Conservative blogger and former Fox News contributor Michelle Malkin organized a rally in downtown Colorado Springs this past Sunday to “defend our monuments” and protest vandalism against statues.
The rally was in response to recent tagging of the statue of General William Jackson Palmer, the founder of Colorado Springs, with “BLM,” for “Black Lives Matter.”
According to the Colorado Springs Gazette, approximately 100 Conservative activists showed up with noise makers, loud music, and American flags. The Gazette noted that a Black Lives Matters protest taking place nearby drew about 300 supporters. Malkin set her rally’s date to coincide with National Flag Day and President Donald Trump’s birthday, according to its Facebook page.
Malkin believes that the acts of vandalism disrespect the nation’s history and values.
Palmer, she argues, fought against slavery and invested heavily in education for African Americans. Therefore, she finds the protestors’ vandalism of his statue highly irrational.

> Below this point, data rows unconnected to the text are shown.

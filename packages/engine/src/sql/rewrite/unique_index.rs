use std::collections::BTreeMap;

use sqlparser::ast::Ident;

use crate::sql::ast::ident_matches;

/// Columns of one unique index that the insert fully covers, spelled the way
/// the insert's column list spells them.
#[derive(Debug, Clone, PartialEq, Eq)]
pub(super) struct ConditionGroup {
    pub(super) index: String,
    pub(super) columns: Vec<Ident>,
}

impl ConditionGroup {
    pub(super) fn contains(&self, column: &str) -> bool {
        self.columns
            .iter()
            .any(|candidate| ident_matches(&candidate.value, column))
    }
}

/// One group per unique index whose columns all appear in `columns`.
///
/// An index with a column missing from the insert contributes nothing. Two
/// indexes over the same column set produce a single group.
pub(super) fn condition_groups(
    columns: &[Ident],
    indexes: Option<&BTreeMap<String, Vec<String>>>,
) -> Vec<ConditionGroup> {
    let Some(indexes) = indexes else {
        return Vec::new();
    };

    let mut groups: Vec<ConditionGroup> = Vec::new();
    for (index, index_columns) in indexes {
        if index_columns.is_empty() {
            continue;
        }
        let covered = index_columns
            .iter()
            .map(|index_column| {
                columns
                    .iter()
                    .find(|column| ident_matches(&column.value, index_column))
                    .cloned()
            })
            .collect::<Option<Vec<_>>>();
        let Some(covered) = covered else {
            continue;
        };
        if groups
            .iter()
            .any(|group| same_column_set(&group.columns, &covered))
        {
            continue;
        }
        groups.push(ConditionGroup {
            index: index.clone(),
            columns: covered,
        });
    }
    groups
}

fn same_column_set(left: &[Ident], right: &[Ident]) -> bool {
    left.len() == right.len()
        && left
            .iter()
            .all(|column| right.iter().any(|other| ident_matches(&column.value, &other.value)))
}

“What’s really insane is you see so many statues and monuments targeted by the forces that want to cancel America, and it makes absolutely no sense,” said Malkin.

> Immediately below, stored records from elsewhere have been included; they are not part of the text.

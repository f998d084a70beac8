use crate::app::AppContext;
use crate::cli::args::{OutputFormat, RewriteArgs};
use crate::error::CliError;
use crate::input;
use crate::output;

pub fn run(context: &AppContext, args: RewriteArgs) -> Result<(), CliError> {
    let sql = input::resolve_sql(&args.sql)?;
    let converted = context.converter.convert(&sql, &args.args)?;

    match args.format {
        OutputFormat::Json => output::print_converted_json(&converted),
        OutputFormat::Table => output::print_converted_table(&converted),
        OutputFormat::Sql => println!("{}", converted.sql),
    }

    Ok(())
}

She also criticized the Black Lives Matter protests in general.
“We have all watched cities burn, businesses looted, cops shot and murdered, innocent people bullied, harassed, and beaten over false lies and insidious narratives. The sowers of terror and division have kept too many cowering…and caused far too many to bow before cultural Marxists,” wrote Malkin in a Facebook post.
Conservative KNUS talk show host Randy Corporon agreed.
“The protesters are trying to destroy everything upon which this country is founded,” Corporon said on air Saturday.
However, news reports from The New York Times, The Economist, and Washington Post refute these claims of rampant violence, all stating that the protests “have been overwhelmingly peaceful.”
Others also showed more sympathy for statue vandalism as attacks on systematic racism and America’s slavery roots.
“These attacks show how deeply white supremacy is rooted in our national structure — that we need to question everything about the way we understand the past, in order to get to a better future,” art historian Erin L. Thompson told The New York Times in an interview.
“There have been decades of peaceful protest against many of these statues, in many cases before the statues were even erected — which have come to nothing. So if people lose hope in the possibility of a peaceful resolution, they’re going to find other means.”Prof. Erin L. Thompson, John Jay College, City Univ. of New York
A More Vocal Right
Malkin has long pushed for a more vocal strategy for the Republicans and urged conservatives to speak up. However, her public support of white nationalists, and Holocaust denier Nick Fuentes in particular, has led many Republicans to reject her as simply racist.
“I am tired of people who are cowardly and unwilling to stand up and defend these monuments and our legacy,” Malkin said on Corporon’s show.
“It is about standing for law and order,” said Malkin. “It is about defending pushing back very very forcefully, unapologetically, and bravely against people who use violence and fear to suppress our right to freedom of assembly and freedom of speech.”
Malkin believes that conservatives “represent the silent majority” who disapprove of the BLM movement.
At the rally, she urged them to vote, promising a victory in the November elections if “they will only show up.”
“When we have patriots around, the left scatters,” Corporon said.
Once again, this contradicts reports from the mainstream media.
According to an article from The New York Times, Trump’s treatment of the protests made some Republican leaders more hesitant to vote for him.
“Growing numbers of prominent Republicans are debating how far to go in revealing that they won’t back his re-election — or might even vote for Joseph R. Biden Jr.,” the article said.